She scanned the row below and the one above, looking for place names now. She pulled Casablanca, getting the same results, threw it onto the growing pile on the floor and mumbled, “Idiot. He’s not hiding his stuff in friggin’ Morocco.”
Calm down. Think.
She leaned back on the desk and took a long breath. Then she glanced down at the first case and picked it up. Hide in Plain Sight, starring James Caan. Tapping her fingernails on it, she looked at the DVD rows again. Warm. That means close, right?
To the left of where she’d found that first one, was something called Gardens of Stone. She reached out and slipped it from its slot and looked at the cover. Starring. . . James Caan.
She snapped it open and pulled out the disc and looked at the back. Another word in carefully scripted black letters: “Toasty.”
“Oh my God,” she yelped, and she dropped the disc and charged right for the stairs.
She hit bottom and ran through the kitchen, then skidded to a stop, and ran back. Between the fridge and the wall was an antique wooden ammunition crate that Dan had picked up at a yard sale. She popped it open, snatched up a flashlight, and bolted for the backyard door. When she pulled it open the rain was sheeting off the upper sill like Niagara Falls, and it was already pitch dark outside. She snatched a blue slicker from a hook, thrust herself into it, and charged into the backyard.
The tall elms were whipping in the wind, and thunder boomed nearby as she marched across the sodden lawn. Gardens of Stone. Well, they only had one garden like that. Dan had once come back from some trip to Japan and announced how much he admired their Zen gardens, which turned out to be bare of greenery, floored in manicured sand, and decorated with rocks, whose positions were supposed to mean something spiritual.
She’d gone along with his plan, mostly because it was rare that they had the time to enjoy some project together. It had turned out nicely—a small raised plateau of white sand with beautiful stones poking up like the thick dorsals of whales. It sat there on a small rise at the edge of their back fence, between a pair of lush, normal gardens.
She clicked on the flashlight and scanned the stone garden. Her hair was already soaking wet so there was no point in pulling the hood up. The stones were arranged in no overtly specific pattern, but she counted them anyway. Thirteen. That didn’t mean anything. A bolt of lightning split from the sky a few houses away and she jumped. This is sooo stupid, Dan, she fumed. You’re going to get me electrocuted on a dumb-ass treasure hunt!
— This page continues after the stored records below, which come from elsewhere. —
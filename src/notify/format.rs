//! Message text for change and baseline notifications.

use crate::calendar::Snapshot;
use crate::diff::ChangeEvent;

use chrono::{Datelike, NaiveDate, Weekday};
use regex::Regex;
use std::sync::OnceLock;

/// Most change lines a single message carries.
pub const MAX_CHANGE_LINES: usize = 20;

/// Longest target shown in a message header. Keeps a full batch of change
/// lines and the summary line inside a webhook's content limit.
pub const MAX_TARGET_CHARS: usize = 300;

/// Render one change as a history/message line.
pub fn describe(event: &ChangeEvent) -> String {
    let date = event.date().format("%Y-%m-%d");
    match event {
        ChangeEvent::Appeared { code, .. } => format!("🆕 {}: {}", date, code.glyph()),
        ChangeEvent::Transitioned { from, to, .. } => {
            format!("📅 {}: {} ➡ {}", date, from.glyph(), to.glyph())
        }
    }
}

/// Whether a change line is about a Saturday or Sunday.
///
/// Lines without a parseable `YYYY-MM-DD` token are not weekend changes.
pub fn is_weekend_change(line: &str) -> bool {
    static DATE_TOKEN: OnceLock<Regex> = OnceLock::new();
    let re = DATE_TOKEN.get_or_init(|| Regex::new(r"\d{4}-\d{2}-\d{2}").expect("valid regex"));

    re.find(line)
        .and_then(|m| NaiveDate::parse_from_str(m.as_str(), "%Y-%m-%d").ok())
        .is_some_and(|d| matches!(d.weekday(), Weekday::Sat | Weekday::Sun))
}

/// Build the notification for a batch of changes.
///
/// `lines` are the rendered changes in diff order. Only the first
/// [`MAX_CHANGE_LINES`] are included, followed by a count of the rest.
pub fn format_change_message(target: &str, lines: &[String]) -> String {
    let shown = &lines[..lines.len().min(MAX_CHANGE_LINES)];
    let weekend = lines.iter().filter(|l| is_weekend_change(l)).count();

    let mut message = String::from("**🔄 Status Changed!**");
    if weekend > 0 {
        message.push_str(&format!(" ({} weekend)", weekend));
    }
    message.push('\n');
    message.push_str(&shorten_target(target));
    message.push_str("\n\n");

    let body: Vec<String> = shown
        .iter()
        .map(|line| {
            if is_weekend_change(line) {
                format!("**{}** 🎉", line)
            } else {
                line.clone()
            }
        })
        .collect();
    message.push_str(&body.join("\n"));

    if lines.len() > MAX_CHANGE_LINES {
        message.push_str(&format!("\n...and {} more.", lines.len() - MAX_CHANGE_LINES));
    }

    message
}

/// Build the notification sent when a watch records its first snapshot.
pub fn format_started_message(target: &str, snapshot: &Snapshot) -> String {
    format!(
        "**Started monitoring** {}\nFound {} dates.",
        shorten_target(target),
        snapshot.len()
    )
}

fn shorten_target(target: &str) -> String {
    if target.chars().count() <= MAX_TARGET_CHARS {
        return target.to_string();
    }
    let mut short: String = target.chars().take(MAX_TARGET_CHARS - 1).collect();
    short.push('…');
    short
}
She stopped herself again and calmed her pounding pulse. Treasure. Where do you find the treasure, like if you’re a pirate? On a treasure map. What’s on a treasure map? An X! X marks the spot!
She looked around and found it, a broken stick from one of the trees above. She picked it up, fell to her knees in the soaked earth, and leaned over the garden, drawing a thick line in the sand from the top above to between her knees below and then left to right in as perfect a symmetrical design as she could. Then she tossed the stick away, lay the flashlight on one of the rocks, crawled to the middle of the garden, and jammed her wet fingers straight down in the middle of the X.
Nothing. Just soaking-wet sand crawling through her fingernails. Her other hand joined the first, and she dug, tossing gobs of wet sand between her legs, just as Neika always did when she was digging up one of her bony treasures. She went deeper and deeper, thinking that this was the stupidest wild-goose chase she’d ever been on. Except it was real, and he’d left her the clues for a reason, and, heck, if it wasn’t somehow exciting to be out here in the dark in the rain with the thunder and lighting and...
She hit something. It was probably just another rock. No, it felt smooth and flat on top. She leaned down and dug some more, the water dripping off her chin and her lungs panting steam in the air. She got her fingernails and around whatever it was, leaned back hard, and pulled. It popped from the ground. She stared at it. A small, rectangular black metal box.
She snatched up the flashlight, sprinted back for the house, and slammed the door behind her as she puddled the kitchen floor. She put the box on the island and whipped off her slicker. She took a breath and turned the box over, carefully. There didn’t seem to be any way to open it: no latch or lock—in fact, no top. Then she gripped it with one wet hand and smeared the bottom with her thumb. Something clicked. She pushed harder. It slid open.
A key. It was brass and about two inches long. She plucked it out, and there underneath was a small green tab of waterproof paper, like from one of those Rite in the Rain pads that Dan used whenever they’d all gone camping. Typed on the tab were two words: Uncle Bob.
Who the heck was Uncle Bob? Did anyone in the family even have an Uncle Bob? No, there was nobody like that. Wait, maybe it was a restaurant or something. Jenny looked around and spotted her iPhone where she’d left it next to the sink. She snatched it up and pressed the home key.